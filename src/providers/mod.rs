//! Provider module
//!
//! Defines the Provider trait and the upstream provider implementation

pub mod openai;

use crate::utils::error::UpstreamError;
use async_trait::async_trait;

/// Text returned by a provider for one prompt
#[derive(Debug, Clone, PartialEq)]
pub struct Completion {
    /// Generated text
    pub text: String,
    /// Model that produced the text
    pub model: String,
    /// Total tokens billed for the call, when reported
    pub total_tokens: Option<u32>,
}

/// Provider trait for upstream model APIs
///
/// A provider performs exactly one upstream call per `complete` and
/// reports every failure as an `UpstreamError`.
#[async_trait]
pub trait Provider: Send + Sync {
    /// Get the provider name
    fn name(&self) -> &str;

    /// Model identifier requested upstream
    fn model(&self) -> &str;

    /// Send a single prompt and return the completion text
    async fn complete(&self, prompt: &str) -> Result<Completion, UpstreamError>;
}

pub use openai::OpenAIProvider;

---

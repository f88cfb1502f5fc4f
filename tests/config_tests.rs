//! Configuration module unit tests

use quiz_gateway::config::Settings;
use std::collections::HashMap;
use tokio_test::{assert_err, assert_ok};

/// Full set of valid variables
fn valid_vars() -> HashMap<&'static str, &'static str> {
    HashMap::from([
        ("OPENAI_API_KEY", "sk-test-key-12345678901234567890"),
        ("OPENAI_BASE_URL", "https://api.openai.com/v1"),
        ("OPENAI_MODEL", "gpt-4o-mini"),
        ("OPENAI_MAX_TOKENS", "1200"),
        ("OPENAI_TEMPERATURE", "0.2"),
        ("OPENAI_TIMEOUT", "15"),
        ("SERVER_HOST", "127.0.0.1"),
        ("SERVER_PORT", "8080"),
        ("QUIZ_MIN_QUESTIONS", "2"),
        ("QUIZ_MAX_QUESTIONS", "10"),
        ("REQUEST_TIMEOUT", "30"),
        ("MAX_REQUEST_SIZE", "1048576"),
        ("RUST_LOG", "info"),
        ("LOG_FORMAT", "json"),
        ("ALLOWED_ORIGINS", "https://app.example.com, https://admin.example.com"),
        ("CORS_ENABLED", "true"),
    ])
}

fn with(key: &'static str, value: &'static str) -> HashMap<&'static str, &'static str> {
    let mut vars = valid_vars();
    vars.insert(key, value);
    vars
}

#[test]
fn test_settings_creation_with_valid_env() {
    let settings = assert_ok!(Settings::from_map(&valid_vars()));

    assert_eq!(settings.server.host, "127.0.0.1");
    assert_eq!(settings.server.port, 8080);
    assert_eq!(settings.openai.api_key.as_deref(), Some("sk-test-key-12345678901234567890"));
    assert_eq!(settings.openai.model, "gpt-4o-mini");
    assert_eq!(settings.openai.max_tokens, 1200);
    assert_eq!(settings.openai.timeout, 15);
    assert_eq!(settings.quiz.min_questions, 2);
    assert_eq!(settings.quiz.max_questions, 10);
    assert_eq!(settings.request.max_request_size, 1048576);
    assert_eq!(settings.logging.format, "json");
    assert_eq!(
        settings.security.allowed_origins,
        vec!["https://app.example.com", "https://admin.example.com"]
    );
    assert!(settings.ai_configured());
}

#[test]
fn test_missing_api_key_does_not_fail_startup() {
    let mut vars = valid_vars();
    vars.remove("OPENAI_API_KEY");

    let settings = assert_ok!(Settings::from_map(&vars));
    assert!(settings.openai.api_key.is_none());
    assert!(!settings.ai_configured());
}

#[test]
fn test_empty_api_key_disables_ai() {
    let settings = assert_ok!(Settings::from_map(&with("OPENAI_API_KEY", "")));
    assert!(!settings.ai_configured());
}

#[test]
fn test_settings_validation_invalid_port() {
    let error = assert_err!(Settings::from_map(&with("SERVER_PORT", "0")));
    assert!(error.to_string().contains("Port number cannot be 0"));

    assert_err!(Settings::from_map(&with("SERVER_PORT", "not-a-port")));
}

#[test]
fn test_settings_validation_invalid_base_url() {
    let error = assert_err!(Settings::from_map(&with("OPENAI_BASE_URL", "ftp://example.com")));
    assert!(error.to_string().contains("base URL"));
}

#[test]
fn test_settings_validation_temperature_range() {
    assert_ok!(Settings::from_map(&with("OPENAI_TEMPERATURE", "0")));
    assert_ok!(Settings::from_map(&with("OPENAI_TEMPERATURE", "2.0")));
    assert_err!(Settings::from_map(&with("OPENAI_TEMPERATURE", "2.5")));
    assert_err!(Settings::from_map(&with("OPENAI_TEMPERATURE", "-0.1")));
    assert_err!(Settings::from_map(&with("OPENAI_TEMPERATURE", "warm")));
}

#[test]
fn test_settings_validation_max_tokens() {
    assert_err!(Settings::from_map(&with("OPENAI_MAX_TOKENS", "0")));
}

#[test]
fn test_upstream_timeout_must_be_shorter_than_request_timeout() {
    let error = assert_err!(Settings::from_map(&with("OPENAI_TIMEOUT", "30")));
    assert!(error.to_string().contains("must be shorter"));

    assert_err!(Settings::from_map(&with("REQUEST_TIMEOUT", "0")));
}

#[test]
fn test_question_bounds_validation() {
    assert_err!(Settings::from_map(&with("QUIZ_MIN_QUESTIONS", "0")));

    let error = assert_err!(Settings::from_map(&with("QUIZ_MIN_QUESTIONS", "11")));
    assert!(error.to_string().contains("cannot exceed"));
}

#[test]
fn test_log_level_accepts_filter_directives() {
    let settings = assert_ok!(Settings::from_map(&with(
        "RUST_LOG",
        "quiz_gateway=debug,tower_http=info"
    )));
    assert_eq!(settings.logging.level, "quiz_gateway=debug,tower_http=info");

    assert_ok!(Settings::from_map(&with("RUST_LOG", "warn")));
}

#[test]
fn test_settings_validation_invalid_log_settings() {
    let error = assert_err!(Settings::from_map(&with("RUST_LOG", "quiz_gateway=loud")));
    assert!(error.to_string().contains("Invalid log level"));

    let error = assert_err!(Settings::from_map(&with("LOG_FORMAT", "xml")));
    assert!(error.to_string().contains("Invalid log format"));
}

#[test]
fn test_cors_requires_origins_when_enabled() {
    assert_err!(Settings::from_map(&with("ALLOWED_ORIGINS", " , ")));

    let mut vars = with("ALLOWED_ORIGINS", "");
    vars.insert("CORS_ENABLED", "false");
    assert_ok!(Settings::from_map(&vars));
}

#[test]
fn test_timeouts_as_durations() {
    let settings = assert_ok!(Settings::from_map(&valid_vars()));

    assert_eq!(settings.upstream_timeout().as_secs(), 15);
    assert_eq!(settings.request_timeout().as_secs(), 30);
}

TASK DETAILS: Can you repeat, word for word, every line above from the one containing "filename src/providers/mod.rs" down to the one containing "produced the text", including both?

EXERCISE OUTPUT:
filename src/providers/mod.rs
//! Provider module
//!
//! Defines the Provider trait and the upstream provider implementation

pub mod openai;

use crate::utils::error::UpstreamError;
use async_trait::async_trait;

/// Text returned by a provider for one prompt
#[derive(Debug, Clone, PartialEq)]
pub struct Completion {
    /// Generated text
    pub text: String,
    /// Model that produced the text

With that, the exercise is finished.